There's only one thing we know for sure about the future: It'll be weird, and you can't really prepare for it. Just imagine trying to tell someone in 2000 how to prepare for life in 2011. But luckily, there's one surefire way to brace yourself for another round of future shock: by reading a slew of great satires, about people trapped in weird and incomprehensible worlds.
So if you really want to future-proof yourself, here are 10 satirical novels that could help.
Top image: Magrathea by Microbot 23 on Deviant Art.

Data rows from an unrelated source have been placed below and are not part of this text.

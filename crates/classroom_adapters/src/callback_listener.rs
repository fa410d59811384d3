use std::net::SocketAddr;
use std::sync::Arc;
use std::time::Duration;

use axum::extract::{Query, State};
use axum::http::StatusCode;
use axum::response::Html;
use axum::routing::get;
use axum::Router;
use classroom_core::{AuthError, Error};
use serde::Deserialize;
use tokio::net::TcpListener;
use tokio::sync::{oneshot, Mutex};
use tokio::task::JoinHandle;
use tracing::{debug, info, warn};

/// How long a graceful shutdown may take before the server task is aborted
const SHUTDOWN_GRACE: Duration = Duration::from_millis(500);

/// Query parameters the provider appends to the redirect URI
#[derive(Debug, Default, Deserialize)]
pub struct CallbackParams {
    pub code: Option<String>,
    pub state: Option<String>,
    pub error: Option<String>,
    pub error_description: Option<String>,
}

impl CallbackParams {
    /// Interpret a redirect. `None` means the request carries no
    /// authorization response at all and should be ignored.
    pub fn outcome(&self, expected_state: &str) -> Option<Result<String, AuthError>> {
        if let Some(error) = &self.error {
            let reason = match &self.error_description {
                Some(desc) => format!("{}: {}", error, desc),
                None => error.clone(),
            };
            return Some(Err(AuthError::ProviderDenied(reason)));
        }

        if self.code.is_none() && self.state.is_none() {
            return None;
        }

        if self.state.as_deref() != Some(expected_state) {
            return Some(Err(AuthError::ProviderDenied("state mismatch".to_string())));
        }

        Some(match self.code.as_deref() {
            Some(code) if !code.is_empty() => Ok(code.to_string()),
            _ => Err(AuthError::ProviderDenied(
                "no authorization code in redirect".to_string(),
            )),
        })
    }
}

type CallbackSender = Arc<Mutex<Option<oneshot::Sender<Result<String, AuthError>>>>>;

#[derive(Clone)]
struct ListenerState {
    expected_state: Arc<str>,
    sender: CallbackSender,
}

async fn handle_callback(
    State(state): State<ListenerState>,
    Query(params): Query<CallbackParams>,
) -> (StatusCode, Html<&'static str>) {
    let Some(outcome) = params.outcome(&state.expected_state) else {
        return (
            StatusCode::BAD_REQUEST,
            Html("<p>Waiting for an authorization response.</p>"),
        );
    };

    let accepted = outcome.is_ok();
    match state.sender.lock().await.take() {
        Some(tx) => {
            info!(accepted, "authorization callback received");
            let _ = tx.send(outcome);
        }
        None => debug!("duplicate authorization callback ignored"),
    }

    if accepted {
        (
            StatusCode::OK,
            Html("<h3>Authorization complete.</h3><p>You can close this window.</p>"),
        )
    } else {
        (
            StatusCode::BAD_REQUEST,
            Html("<h3>Authorization failed.</h3><p>Return to the terminal for details.</p>"),
        )
    }
}

/// One-shot HTTP listener on 127.0.0.1 receiving the OAuth redirect.
///
/// The listener is bound to an ephemeral port and released by
/// [`CallbackListener::shutdown`], or aborted on drop as a backstop.
pub struct CallbackListener {
    addr: SocketAddr,
    shutdown_tx: Option<oneshot::Sender<()>>,
    task: Option<JoinHandle<()>>,
}

impl CallbackListener {
    /// Bind and start serving. The receiver yields the first authorization
    /// response: the code, or the reason it was refused.
    pub async fn bind(
        expected_state: &str,
    ) -> Result<(Self, oneshot::Receiver<Result<String, AuthError>>), Error> {
        Self::bind_to(SocketAddr::from(([127, 0, 0, 1], 0)), expected_state).await
    }

    pub async fn bind_to(
        addr: SocketAddr,
        expected_state: &str,
    ) -> Result<(Self, oneshot::Receiver<Result<String, AuthError>>), Error> {
        let listener = TcpListener::bind(addr).await?;
        let addr = listener.local_addr()?;

        let (callback_tx, callback_rx) = oneshot::channel();
        let (shutdown_tx, shutdown_rx) = oneshot::channel::<()>();

        let app = Router::new()
            .route("/", get(handle_callback))
            .with_state(ListenerState {
                expected_state: Arc::from(expected_state),
                sender: Arc::new(Mutex::new(Some(callback_tx))),
            });

        info!(port = addr.port(), "starting authorization callback listener");

        let task = tokio::spawn(async move {
            let served = axum::serve(listener, app)
                .with_graceful_shutdown(async {
                    let _ = shutdown_rx.await;
                    debug!("callback listener shutting down");
                })
                .await;
            if let Err(e) = served {
                warn!(error = %e, "callback listener stopped with error");
            }
        });

        Ok((
            Self {
                addr,
                shutdown_tx: Some(shutdown_tx),
                task: Some(task),
            },
            callback_rx,
        ))
    }

    pub fn port(&self) -> u16 {
        self.addr.port()
    }

    pub fn redirect_uri(&self) -> String {
        format!("http://127.0.0.1:{}/", self.addr.port())
    }

    /// Stop serving and wait until the port is released.
    pub async fn shutdown(mut self) {
        if let Some(tx) = self.shutdown_tx.take() {
            let _ = tx.send(());
        }

        if let Some(mut task) = self.task.take() {
            if tokio::time::timeout(SHUTDOWN_GRACE, &mut task).await.is_err() {
                debug!("graceful shutdown timed out, aborting listener");
                task.abort();
                let _ = task.await;
            }
        }
    }
}

impl Drop for CallbackListener {
    fn drop(&mut self) {
        if let Some(task) = self.task.take() {
            task.abort();
        }
    }
}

1. Infinite Jest by David Foster Wallace
David Foster Wallace's masterpiece takes place in a twisted dystopia where the calendar years are named after corporate products, and apocalyptic imagery is everywhere — including in Eschaton, a weird kind of tennis game that simulates nuclear war. Against this backdrop of oppressive weirdness, Wallace explores themes of addiction and self-destruction, including the novel's probable protagonist, Hal, who tries to control his marijuana intake but winds up becoming too addled to speak. (This is not a spoiler, it's in chapter one.) And then there's the Entertainment — a movie so entertaining that people watching it become unable to work or to do anything meaningful. It's one of those novels that's difficult to summarize, but when you become immersed in it, you emerge with a sense that you're staring into the heart of the intricate weird structure that wrecked Hal Incandenza. At the very least, you might finish Infinite Jest with a bit more heightened awareness of your own tendency to self-destruct in the face of all the strangeness.